Mas, apesar desta paisagem social e económica com muitos contornos sombrios, muito citada por aqueles que têm da realidade a visão pessimista do “copo meio vazio”, o nosso mundo de hoje é extremamente multifacetado e diversificado, fornecendo infinitos motivos para aqueles outros que, não perdendo o indispensável sentido de realismo crítico, encaram o presente e o futuro sob a perspetiva do “copo meio cheio”.

Fazem parte desta última categoria, todos aqueles, decisores, gestores e responsáveis empresariais que, em número crescente, consideram que “uma economia saudável expressa-se não só na quantidade de pessoas que se tornam bilionárias, mas no bem-estar de todos” (5). E é precisamente a preocupação com o bem-estar e a felicidade das pessoas que marca atualmente uma verdadeira mudança de paradigma nas relações entre as empresas e os seus colaboradores, acentuando as novas missões das empresas não apenas como criadoras de riqueza material, mas como agentes ativos de um profundo processo de transformação social orientado para aquilo que o Dalai Lama designa por uma “economia focada na compaixão”, cujo objetivo é, na expressão de Richard Layard, “criar o máximo de felicidade – e o mínimo de infortúnio – possível no mundo que nos rodeia” (6).

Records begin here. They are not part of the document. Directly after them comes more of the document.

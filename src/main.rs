use std::sync::Arc;

use clap::Parser;
use graph_visualizer::core::ConfigProvider;
use graph_visualizer::utils::error::{ErrorSeverity, VisualizerError};
use graph_visualizer::utils::{logger, validation::Validate};
use graph_visualizer::{CliConfig, LocalStorage, Session, VisualizerConfig};
use tokio::io::BufReader;

fn exit_code(error: &VisualizerError) -> i32 {
    match error.severity() {
        ErrorSeverity::Low => 0,      // 警告，但成功
        ErrorSeverity::Medium => 2,   // 檔案錯誤
        ErrorSeverity::High => 1,     // 配置錯誤
        ErrorSeverity::Critical => 3, // 系統錯誤
    }
}

fn fail(error: &VisualizerError) -> ! {
    tracing::error!(
        "❌ {} (Category: {:?}, Severity: {:?})",
        error,
        error.category(),
        error.severity()
    );
    tracing::error!("💡 Recovery suggestion: {}", error.recovery_suggestion());
    eprintln!("❌ {}", error.user_friendly_message());
    eprintln!("💡 建議: {}", error.recovery_suggestion());
    std::process::exit(exit_code(error));
}

fn load_config(cli: &CliConfig) -> Result<VisualizerConfig, VisualizerError> {
    let mut config = match &cli.config {
        Some(path) => VisualizerConfig::from_file(path)?,
        None => VisualizerConfig::default(),
    };
    cli.apply_overrides(&mut config);
    config.validate()?;
    Ok(config)
}

async fn run(cli: &CliConfig, config: &VisualizerConfig) -> Result<(), VisualizerError> {
    let storage = Arc::new(LocalStorage::new(config.output_path().to_string()));
    let mut session = Session::new(config, storage)?;
    let mut stdout = tokio::io::stdout();

    match &cli.script {
        Some(script) => {
            tracing::info!("📜 Running script: {}", script);
            let file = tokio::fs::File::open(script).await?;
            let failures = session
                .run_script(BufReader::new(file), &mut stdout)
                .await?;
            if failures > 0 {
                tracing::warn!("⚠️ {} command(s) failed", failures);
            }
        }
        None => {
            tracing::info!("⌨️ Reading commands from stdin, type `help` for the command list");
            session
                .run_interactive(BufReader::new(tokio::io::stdin()), &mut stdout)
                .await?;
        }
    }

    if let Some(svg_file) = &config.output.svg_file {
        session.export(svg_file).await?;
        tracing::info!("🖼️ Canvas rendered to: {}", svg_file);
    }
    Ok(())
}

#[tokio::main]
async fn main() -> anyhow::Result<()> {
    let cli = CliConfig::parse();

    // 配置錯誤時 logger 還沒初始化，直接輸出到 stderr
    let config = match load_config(&cli) {
        Ok(config) => config,
        Err(e) => {
            eprintln!("❌ {}", e.user_friendly_message());
            eprintln!("💡 建議: {}", e.recovery_suggestion());
            std::process::exit(exit_code(&e).max(1));
        }
    };

    // 初始化日誌
    if cli.log_json {
        logger::init_json_logger(cli.verbose, config.log_level());
    } else {
        logger::init_cli_logger(cli.verbose, config.log_level());
    }

    tracing::info!("Starting graph-visualizer");
    if cli.verbose {
        tracing::debug!("CLI config: {:?}", cli);
        tracing::debug!("Canvas: {:?}", config.canvas_settings());
    }

    if let Err(e) = run(&cli, &config).await {
        fail(&e);
    }

    tracing::info!("👋 graph-visualizer finished");
    Ok(())
}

Não se pense que esta mudança de paradigma, que é hoje evidente nos mais recentes modelos de Gestão das Pessoas, que acentuam a centralidade da pessoa como propósito e significado dos atos de gestão empresarial, é apenas, como muitos ainda pensam e afirmam, mais uma das muitas “modas” da gestão”. Pelo contrário, ela inscreve-se num longo processo de desenvolvimento e crescimento económico que, de acordo com Piketty, tem por base o facto de “as qualificações, os saberes adquiridos e, de um modo geral, o trabalho humano, se terem tornado cada vez mais importantes ao longo do tempo no processo de produção”, e que se aprofunda hoje, numa altura em que  “a tecnologia se transformou de tal maneira que o fator trabalho tem agora um papel muito mais importante”. (7)

A maior relevância deste novo papel do trabalho na economia e na sociedade, tem expressão no facto de que, historicamente, os trabalhadores, que foram desapossados, por assim dizer, do próprio sentido do seu trabalho, durante o longo período da industrialização desumanizada e desumana, só agora terem uma real possibilidade de verem esse sentido retornar ao seu verdadeiro agente, já não considerado apenas como um mero “trabalhador”, mas alguém cujo contributo e ação se fundem num propósito coerente de partilha de experiências e de valores com a sua organização, num processo que só pode ser moralizado se e enquanto houver uma real perceção de vantagens recíprocas.

É por isso que a gestão hoje tem de ser mais do que simplesmente “mais humana”, porque é no mais autenticamente humano de cada pessoa que ela se conecta com aquilo que dá sentido, expressão e coerência final às suas práticas.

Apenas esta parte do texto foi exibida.